Records from a dataset:
.....
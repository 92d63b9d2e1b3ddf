//! Building blocks for the `container!` macro.
//!
//! A container is serialized as a fixed part holding every fixed-size field inline plus a four
//! byte offset per variable-size field, followed by the variable-size fields in declaration order.

use std::io::Write;

use crate::{
    Error, Preset, Result, Ssz,
    collections::{offset_bytes, read_offset},
    constants::BYTES_PER_LENGTH_OFFSET,
};

/// Bytes a field of type `T` occupies in the fixed part of its container.
pub fn fixed_part_len<T: Ssz>(preset: &Preset) -> usize {
    T::fixed_len(preset).unwrap_or(BYTES_PER_LENGTH_OFFSET)
}

/// Bytes a field contributes to the serialization of its container, offset included.
pub fn field_len<T: Ssz>(value: &T, preset: &Preset) -> usize {
    match T::fixed_len(preset) {
        Some(len) => len,
        None => BYTES_PER_LENGTH_OFFSET + value.encoded_len(preset),
    }
}

/// Appends the fixed-part rendition of a field and returns the offset of the next variable field.
pub fn encode_fixed<T: Ssz>(
    value: &T,
    preset: &Preset,
    out: &mut Vec<u8>,
    offset: usize,
) -> Result<usize> {
    if T::fixed_len(preset).is_some() {
        value.encode_to(preset, out)?;
        return Ok(offset);
    }

    out.extend_from_slice(&offset_bytes(offset)?);
    Ok(offset + value.encoded_len(preset))
}

pub fn encode_variable<T: Ssz>(value: &T, preset: &Preset, out: &mut Vec<u8>) -> Result<()> {
    if T::fixed_len(preset).is_none() {
        value.encode_to(preset, out)?;
    }
    Ok(())
}

pub fn write_fixed<T: Ssz, W: Write + ?Sized>(
    value: &T,
    preset: &Preset,
    writer: &mut W,
    offset: usize,
) -> Result<usize> {
    if T::fixed_len(preset).is_some() {
        value.write_to(preset, writer)?;
        return Ok(offset);
    }

    writer.write_all(&offset_bytes(offset)?)?;
    Ok(offset + value.encoded_len(preset))
}

pub fn write_variable<T: Ssz, W: Write + ?Sized>(
    value: &T,
    preset: &Preset,
    writer: &mut W,
) -> Result<()> {
    if T::fixed_len(preset).is_none() {
        value.write_to(preset, writer)?;
    }
    Ok(())
}

enum Field {
    Fixed { start: usize, end: usize },
    Variable { offset: usize },
}

/// Splits the serialization of a container into one byte range per field.
///
/// Fields are registered in declaration order, then [`ContainerDecoder::finish`] validates the
/// offsets and hands out the field slices.
pub struct ContainerDecoder<'a> {
    bytes: &'a [u8],
    preset: &'a Preset,
    cursor: usize,
    fields: Vec<Field>,
}

impl<'a> ContainerDecoder<'a> {
    pub fn new(bytes: &'a [u8], preset: &'a Preset) -> Self {
        Self {
            bytes,
            preset,
            cursor: 0,
            fields: Vec::new(),
        }
    }

    pub fn register<T: Ssz>(&mut self) -> Result<()> {
        match T::fixed_len(self.preset) {
            Some(len) => {
                let end = self.cursor + len;
                if end > self.bytes.len() {
                    return Err(Error::InvalidByteLength {
                        expected: end,
                        got: self.bytes.len(),
                    });
                }
                self.fields.push(Field::Fixed {
                    start: self.cursor,
                    end,
                });
                self.cursor = end;
            }
            None => {
                let offset = read_offset(self.bytes, self.cursor)?;
                self.fields.push(Field::Variable { offset });
                self.cursor += BYTES_PER_LENGTH_OFFSET;
            }
        }

        Ok(())
    }

    pub fn finish(self) -> Result<ContainerFields<'a>> {
        let fixed_end = self.cursor;
        let total = self.bytes.len();

        let offsets: Vec<usize> = self
            .fields
            .iter()
            .filter_map(|field| match field {
                Field::Variable { offset } => Some(*offset),
                Field::Fixed { .. } => None,
            })
            .collect();

        match offsets.first() {
            None if fixed_end != total => {
                return Err(Error::InvalidByteLength {
                    expected: fixed_end,
                    got: total,
                });
            }
            Some(&first) if first != fixed_end => {
                return Err(Error::InvalidOffset {
                    offset: first,
                    reason: "first offset must point at the end of the fixed part",
                });
            }
            _ => {}
        }

        for pair in offsets.windows(2) {
            if pair[1] < pair[0] {
                return Err(Error::InvalidOffset {
                    offset: pair[1],
                    reason: "offsets must be non-decreasing",
                });
            }
        }
        if let Some(&last) = offsets.last() {
            if last > total {
                return Err(Error::InvalidOffset {
                    offset: last,
                    reason: "offset points past the end of the input",
                });
            }
        }

        let mut ends = offsets.iter().skip(1).copied().chain([total]);
        let slices = self
            .fields
            .iter()
            .map(|field| match *field {
                Field::Fixed { start, end } => &self.bytes[start..end],
                Field::Variable { offset } => {
                    let end = ends.next().unwrap_or(total);
                    &self.bytes[offset..end]
                }
            })
            .collect();

        Ok(ContainerFields {
            slices,
            preset: self.preset,
            next: 0,
        })
    }
}

pub struct ContainerFields<'a> {
    slices: Vec<&'a [u8]>,
    preset: &'a Preset,
    next: usize,
}

impl ContainerFields<'_> {
    /// Decodes the next field in declaration order.
    pub fn decode_next<T: Ssz>(&mut self) -> Result<T> {
        let bytes = self.slices.get(self.next).copied().unwrap_or_default();
        self.next += 1;
        T::decode(bytes, self.preset)
    }
}

/// Declares an SSZ container: a struct plus its [`Ssz`](crate::Ssz) implementation.
///
/// ```
/// use ssz_bench_encoding::{Root, container};
///
/// container! {
///     pub struct Checkpoint {
///         pub epoch: u64,
///         pub root: Root,
///     }
/// }
/// ```
#[macro_export]
macro_rules! container {
    (
        $(#[$meta:meta])*
        $vis:vis struct $name:ident {
            $(
                $(#[$field_meta:meta])*
                $field_vis:vis $field:ident : $ty:ty
            ),* $(,)?
        }
    ) => {
        $(#[$meta])*
        #[derive(Debug, Clone, PartialEq, Eq)]
        $vis struct $name {
            $(
                $(#[$field_meta])*
                $field_vis $field: $ty,
            )*
        }

        impl $name {
            fn fixed_part_len(preset: &$crate::Preset) -> usize {
                0 $( + $crate::container::fixed_part_len::<$ty>(preset) )*
            }
        }

        impl $crate::Ssz for $name {
            fn fixed_len(preset: &$crate::Preset) -> Option<usize> {
                Some(0 $( + <$ty as $crate::Ssz>::fixed_len(preset)? )*)
            }

            fn encoded_len(&self, preset: &$crate::Preset) -> usize {
                0 $( + $crate::container::field_len(&self.$field, preset) )*
            }

            fn encode_to(
                &self,
                preset: &$crate::Preset,
                out: &mut Vec<u8>,
            ) -> $crate::Result<()> {
                let offset = Self::fixed_part_len(preset);
                $(
                    let offset = $crate::container::encode_fixed(&self.$field, preset, out, offset)?;
                )*
                let _ = offset;
                $( $crate::container::encode_variable(&self.$field, preset, out)?; )*
                Ok(())
            }

            fn write_to<W: ::std::io::Write + ?Sized>(
                &self,
                preset: &$crate::Preset,
                writer: &mut W,
            ) -> $crate::Result<()> {
                let offset = Self::fixed_part_len(preset);
                $(
                    let offset = $crate::container::write_fixed(&self.$field, preset, writer, offset)?;
                )*
                let _ = offset;
                $( $crate::container::write_variable(&self.$field, preset, writer)?; )*
                Ok(())
            }

            fn decode(bytes: &[u8], preset: &$crate::Preset) -> $crate::Result<Self> {
                let mut decoder = $crate::container::ContainerDecoder::new(bytes, preset);
                $( decoder.register::<$ty>()?; )*
                let mut fields = decoder.finish()?;
                Ok(Self {
                    $( $field: fields.decode_next::<$ty>()?, )*
                })
            }

            fn hash_tree_root(&self, preset: &$crate::Preset) -> $crate::Result<$crate::Root> {
                let roots = [
                    $( $crate::Ssz::hash_tree_root(&self.$field, preset)?, )*
                ];
                $crate::merkle::merkleize(&roots, roots.len())
            }
        }
    };
}

#[cfg(test)]
mod tests {
    use pretty_assertions::assert_eq;

    use crate::{
        Const, Error, List, Preset, Root, Ssz,
        merkle::{hash_pair, merkleize},
    };

    const PRESET: Preset = Preset::MINIMAL;

    container! {
        struct Checkpoint {
            epoch: u64,
            root: Root,
        }
    }

    container! {
        /// Mixes fixed and variable fields.
        struct Envelope {
            version: u8,
            payload: List<u8, Const<16>>,
            checkpoint: Checkpoint,
            extra: List<u64, Const<4>>,
        }
    }

    fn envelope() -> Envelope {
        Envelope {
            version: 3,
            payload: vec![0xaa, 0xbb].into(),
            checkpoint: Checkpoint {
                epoch: 1,
                root: [2; 32],
            },
            extra: vec![5].into(),
        }
    }

    #[test]
    fn fixed_container_concatenates_fields() {
        // given
        let checkpoint = Checkpoint {
            epoch: 7,
            root: [1; 32],
        };

        // when
        let bytes = checkpoint.encode(&PRESET).unwrap();

        // then
        assert_eq!(Checkpoint::fixed_len(&PRESET), Some(40));
        assert_eq!(&bytes[..8], &7u64.to_le_bytes());
        assert_eq!(&bytes[8..], &[1; 32]);
        assert_eq!(Checkpoint::decode(&bytes, &PRESET).unwrap(), checkpoint);
    }

    #[test]
    fn variable_fields_follow_the_fixed_part() {
        // when
        let bytes = envelope().encode(&PRESET).unwrap();

        // then
        // 1 (version) + 4 (offset) + 40 (checkpoint) + 4 (offset)
        let fixed_end = 49;
        assert_eq!(Envelope::fixed_len(&PRESET), None);
        assert_eq!(&bytes[1..5], &(fixed_end as u32).to_le_bytes());
        assert_eq!(&bytes[45..49], &(fixed_end as u32 + 2).to_le_bytes());
        assert_eq!(&bytes[fixed_end..fixed_end + 2], &[0xaa, 0xbb]);
        assert_eq!(bytes.len(), fixed_end + 2 + 8);
        assert_eq!(bytes.len(), envelope().encoded_len(&PRESET));
    }

    #[test]
    fn decodes_what_it_encodes() {
        // given
        let bytes = envelope().encode(&PRESET).unwrap();

        // when
        let decoded = Envelope::decode(&bytes, &PRESET).unwrap();

        // then
        assert_eq!(decoded, envelope());
    }

    #[test]
    fn writer_matches_buffer_encoding() {
        // given
        let mut written = vec![];

        // when
        envelope().write_to(&PRESET, &mut written).unwrap();

        // then
        assert_eq!(written, envelope().encode(&PRESET).unwrap());
    }

    #[test]
    fn rejects_first_offset_not_at_fixed_part_end() {
        // given
        let mut bytes = envelope().encode(&PRESET).unwrap();
        bytes[1] += 1;

        // when
        let err = Envelope::decode(&bytes, &PRESET).unwrap_err();

        // then
        assert!(matches!(err, Error::InvalidOffset { offset: 50, .. }));
    }

    #[test]
    fn rejects_offsets_past_the_input() {
        // given
        let mut bytes = envelope().encode(&PRESET).unwrap();
        bytes[45] = 200;

        // when
        let err = Envelope::decode(&bytes, &PRESET).unwrap_err();

        // then
        assert!(matches!(err, Error::InvalidOffset { offset: 200, .. }));
    }

    #[test]
    fn rejects_truncated_fixed_part() {
        // when
        let err = Checkpoint::decode(&[0; 39], &PRESET).unwrap_err();

        // then
        assert_eq!(
            err,
            Error::InvalidByteLength {
                expected: 40,
                got: 39
            }
        );
    }

    #[test]
    fn rejects_trailing_bytes_after_fixed_container() {
        assert_eq!(
            Checkpoint::decode(&[0; 41], &PRESET).unwrap_err(),
            Error::InvalidByteLength {
                expected: 40,
                got: 41
            }
        );
    }

    #[test]
    fn root_merkleizes_field_roots() {
        // given
        let checkpoint = Checkpoint {
            epoch: 7,
            root: [1; 32],
        };

        // when
        let root = checkpoint.hash_tree_root(&PRESET).unwrap();

        // then
        let mut epoch = [0; 32];
        epoch[0] = 7;
        assert_eq!(root, hash_pair(&epoch, &[1; 32]));
        assert_eq!(root, merkleize(&[epoch, [1; 32]], 2).unwrap());
    }
}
.....
== Exercise ==
If a line of the records above holds the word "written", show it.

== Exercise result ==
        let mut written = vec![];
        envelope().write_to(&PRESET, &mut written).unwrap();
        assert_eq!(written, envelope().encode(&PRESET).unwrap());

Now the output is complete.